» Task statement:
Set down every record below exactly as it stands.

[Saved entries]
****************

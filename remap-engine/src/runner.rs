//! Running the whole remapping pipeline as one batch.
//!
//! # Quick Start
//!
//! Implement [`OutputHandler`] for wherever progress and the final value
//! should go, then call [`run_pipeline`]:
//!
//! ```
//! use std::fmt::Display;
//! use std::time::Duration;
//!
//! use remap_engine::runner::{OutputHandler, SeedMode, StageKind, run_pipeline};
//!
//! struct Collect(Vec<String>);
//!
//! impl OutputHandler for Collect {
//!     fn stage_start(&mut self, _stage: StageKind) {}
//!     fn stage_end(&mut self, _stage: StageKind, _duration_opt: Option<Duration>) {}
//!     fn minimum_value(&mut self, value: &dyn Display) {
//!         self.0.push(value.to_string());
//!     }
//! }
//!
//! # fn main() -> remap_engine::DynamicResult<()> {
//! let text = "seeds: 5 3\n\nseed-to-soil map:\n20 4 6\n";
//! let mut handler = Collect(Vec::new());
//! run_pipeline(text, "seed", "soil", SeedMode::Ranges, &mut handler, false)?;
//! assert_eq!(handler.0, vec!["21".to_string()]);
//! # Ok(())
//! # }
//! ```

use std::fmt::Display;
use std::time::Duration;

use thiserror::Error;

use crate::compose::combine_route_mappings;
use crate::document::RemapDocument;
use crate::evaluate::{minimum_over_points, minimum_over_ranges};
use crate::{DynamicResult, ParseData};

/// How the seed numbers of a document are interpreted during evaluation.
#[derive(Debug, Clone, Copy, PartialEq, Eq)]
pub enum SeedMode {
    /// Seed numbers pair up as (start, length) ranges.
    Ranges,
    /// Every seed number stands for itself.
    Points,
}

/// An enum to identify a pipeline stage.
#[derive(Debug, Clone, Copy, PartialEq, Eq)]
pub enum StageKind {
    Parse,
    Route,
    Compose,
    Evaluate,
}

impl Display for StageKind {
    fn fmt(&self, f: &mut std::fmt::Formatter<'_>) -> std::fmt::Result {
        match self {
            Self::Parse => write!(f, "Parsing"),
            Self::Route => write!(f, "Route discovery"),
            Self::Compose => write!(f, "Map composition"),
            Self::Evaluate => write!(f, "Evaluation"),
        }
    }
}

/// A trait for an output events handler.
///
/// As the pipeline runs, each stage and the final value lead to events to
/// output through a handler as feedback and logging.
pub trait OutputHandler {
    /// Called when a pipeline stage starts, with a [`StageKind`] to identify
    /// the stage.
    fn stage_start(&mut self, stage: StageKind);

    /// Called when a pipeline stage finishes.
    ///
    /// The duration taken by the stage is optionally passed.
    fn stage_end(&mut self, stage: StageKind, duration_opt: Option<Duration>);

    /// Called once with the minimal mapped value the pipeline found.
    fn minimum_value(&mut self, value: &dyn Display);
}

/// No route of category maps connects the queried categories.
#[derive(Error, Debug)]
#[error("no route of category maps connects {source_category:?} to {destination:?}")]
pub struct RouteNotFound {
    source_category: String,
    destination: String,
}

/// Measure the duration of an expression.
///
/// Evaluates the expression once and returns a tuple of its result and the
/// elapsed [`Duration`].
macro_rules! measure_duration {
    ($expr:expr) => {{
        let start = ::std::time::Instant::now();
        let result = $expr;
        let elapsed = start.elapsed();
        (result, elapsed)
    }};
}

/// Measure the duration of an expression when the `$timed` flag is set.
///
/// Returns a tuple of the expression's result and an optional [`Duration`]:
/// the measured duration if `$timed` evaluates to `true`, `None` otherwise.
macro_rules! measure_with_optional_duration {
    ($expr:expr, $timed:expr) => {{
        if $timed {
            let (result, duration) = measure_duration!($expr);
            (result, Some(duration))
        } else {
            ($expr, None)
        }
    }};
}

/// Run the whole pipeline over an input string: parse the document, find a
/// route from `source_category` to `destination_category`, compose the route
/// into one map, and evaluate the seeds for the minimal mapped value.
///
/// Stage progress is reported through the handler; with `timed` set, each
/// stage's elapsed duration is measured and passed along.
///
/// # Errors
///
/// Any parsing, composition, or evaluation error is propagated as a
/// dynamically dispatched error; a missing route surfaces as
/// [`RouteNotFound`]. The run has no partial-success mode.
pub fn run_pipeline(
    input: &str,
    source_category: &str,
    destination_category: &str,
    seed_mode: SeedMode,
    handler: &mut dyn OutputHandler,
    timed: bool,
) -> DynamicResult<()> {
    handler.stage_start(StageKind::Parse);
    let (document_result, duration_opt) =
        measure_with_optional_duration!(RemapDocument::parse(input), timed);
    let document = document_result?;
    handler.stage_end(StageKind::Parse, duration_opt);

    handler.stage_start(StageKind::Route);
    let (route_opt, duration_opt) = measure_with_optional_duration!(
        document
            .graph()
            .find_route(source_category, destination_category),
        timed
    );
    let route = route_opt.ok_or_else(|| RouteNotFound {
        source_category: source_category.to_owned(),
        destination: destination_category.to_owned(),
    })?;
    handler.stage_end(StageKind::Route, duration_opt);

    handler.stage_start(StageKind::Compose);
    let (combined_result, duration_opt) =
        measure_with_optional_duration!(combine_route_mappings(&route), timed);
    let combined = combined_result?;
    handler.stage_end(StageKind::Compose, duration_opt);

    handler.stage_start(StageKind::Evaluate);
    let (minimum_result, duration_opt) = measure_with_optional_duration!(
        match seed_mode {
            SeedMode::Ranges => {
                let seed_ranges = document.seed_ranges()?;
                minimum_over_ranges(&seed_ranges, &combined)?
            }
            SeedMode::Points => minimum_over_points(document.seed_values(), &combined)?,
        },
        timed
    );
    handler.stage_end(StageKind::Evaluate, duration_opt);

    handler.minimum_value(&minimum_result);
    Ok(())
}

****************

» Exercise result:
filename remap-engine/src/runner.rs
//! Running the whole remapping pipeline as one batch.
//!
//! # Quick Start
//!
//! Implement [`OutputHandler`] for wherever progress and the final value
//! should go, then call [`run_pipeline`]:
//!
//! ```
//! use std::fmt::Display;
//! use std::time::Duration;
//!
//! use remap_engine::runner::{OutputHandler, SeedMode, StageKind, run_pipeline};
//!
//! struct Collect(Vec<String>);
//!
//! impl OutputHandler for Collect {
//!     fn stage_start(&mut self, _stage: StageKind) {}
//!     fn stage_end(&mut self, _stage: StageKind, _duration_opt: Option<Duration>) {}
//!     fn minimum_value(&mut self, value: &dyn Display) {
//!         self.0.push(value.to_string());
//!     }
//! }
//!
//! # fn main() -> remap_engine::DynamicResult<()> {
//! let text = "seeds: 5 3\n\nseed-to-soil map:\n20 4 6\n";
//! let mut handler = Collect(Vec::new());
//! run_pipeline(text, "seed", "soil", SeedMode::Ranges, &mut handler, false)?;
//! assert_eq!(handler.0, vec!["21".to_string()]);
//! # Ok(())
//! # }
//! ```

use std::fmt::Display;
use std::time::Duration;

use thiserror::Error;

use crate::compose::combine_route_mappings;
use crate::document::RemapDocument;
use crate::evaluate::{minimum_over_points, minimum_over_ranges};
use crate::{DynamicResult, ParseData};

/// How the seed numbers of a document are interpreted during evaluation.
#[derive(Debug, Clone, Copy, PartialEq, Eq)]
pub enum SeedMode {
    /// Seed numbers pair up as (start, length) ranges.
    Ranges,
    /// Every seed number stands for itself.
    Points,
}

/// An enum to identify a pipeline stage.
#[derive(Debug, Clone, Copy, PartialEq, Eq)]
pub enum StageKind {
    Parse,
    Route,
    Compose,
    Evaluate,
}

impl Display for StageKind {
    fn fmt(&self, f: &mut std::fmt::Formatter<'_>) -> std::fmt::Result {
        match self {
            Self::Parse => write!(f, "Parsing"),
            Self::Route => write!(f, "Route discovery"),
            Self::Compose => write!(f, "Map composition"),
            Self::Evaluate => write!(f, "Evaluation"),
        }
    }
}

/// A trait for an output events handler.
///
/// As the pipeline runs, each stage and the final value lead to events to
/// output through a handler as feedback and logging.
pub trait OutputHandler {
    /// Called when a pipeline stage starts, with a [`StageKind`] to identify
    /// the stage.
    fn stage_start(&mut self, stage: StageKind);

    /// Called when a pipeline stage finishes.
    ///
    /// The duration taken by the stage is optionally passed.
    fn stage_end(&mut self, stage: StageKind, duration_opt: Option<Duration>);

    /// Called once with the minimal mapped value the pipeline found.
    fn minimum_value(&mut self, value: &dyn Display);
}

/// No route of category maps connects the queried categories.
#[derive(Error, Debug)]
#[error("no route of category maps connects {source_category:?} to {destination:?}")]
pub struct RouteNotFound {
    source_category: String,
    destination: String,
}

/// Measure the duration of an expression.
///
/// Evaluates the expression once and returns a tuple of its result and the
/// elapsed [`Duration`].
macro_rules! measure_duration {
    ($expr:expr) => {{
        let start = ::std::time::Instant::now();
        let result = $expr;
        let elapsed = start.elapsed();
        (result, elapsed)
    }};
}

/// Measure the duration of an expression when the `$timed` flag is set.
///
/// Returns a tuple of the expression's result and an optional [`Duration`]:
/// the measured duration if `$timed` evaluates to `true`, `None` otherwise.
macro_rules! measure_with_optional_duration {
    ($expr:expr, $timed:expr) => {{
        if $timed {
            let (result, duration) = measure_duration!($expr);
            (result, Some(duration))
        } else {
            ($expr, None)
        }
    }};
}

/// Run the whole pipeline over an input string: parse the document, find a
/// route from `source_category` to `destination_category`, compose the route
/// into one map, and evaluate the seeds for the minimal mapped value.
///
/// Stage progress is reported through the handler; with `timed` set, each
/// stage's elapsed duration is measured and passed along.
///
/// # Errors
///
/// Any parsing, composition, or evaluation error is propagated as a
/// dynamically dispatched error; a missing route surfaces as
/// [`RouteNotFound`]. The run has no partial-success mode.
pub fn run_pipeline(
    input: &str,
    source_category: &str,
    destination_category: &str,
    seed_mode: SeedMode,
    handler: &mut dyn OutputHandler,
    timed: bool,
) -> DynamicResult<()> {
    handler.stage_start(StageKind::Parse);
    let (document_result, duration_opt) =
        measure_with_optional_duration!(RemapDocument::parse(input), timed);
    let document = document_result?;
    handler.stage_end(StageKind::Parse, duration_opt);

    handler.stage_start(StageKind::Route);
    let (route_opt, duration_opt) = measure_with_optional_duration!(
        document
            .graph()
            .find_route(source_category, destination_category),
        timed
    );
    let route = route_opt.ok_or_else(|| RouteNotFound {
        source_category: source_category.to_owned(),
        destination: destination_category.to_owned(),
    })?;
    handler.stage_end(StageKind::Route, duration_opt);

    handler.stage_start(StageKind::Compose);
    let (combined_result, duration_opt) =
        measure_with_optional_duration!(combine_route_mappings(&route), timed);
    let combined = combined_result?;
    handler.stage_end(StageKind::Compose, duration_opt);

    handler.stage_start(StageKind::Evaluate);
    let (minimum_result, duration_opt) = measure_with_optional_duration!(
        match seed_mode {
            SeedMode::Ranges => {
                let seed_ranges = document.seed_ranges()?;
                minimum_over_ranges(&seed_ranges, &combined)?
            }
            SeedMode::Points => minimum_over_points(document.seed_values(), &combined)?,
        },
        timed
    );
    handler.stage_end(StageKind::Evaluate, duration_opt);

    handler.minimum_value(&minimum_result);
    Ok(())
}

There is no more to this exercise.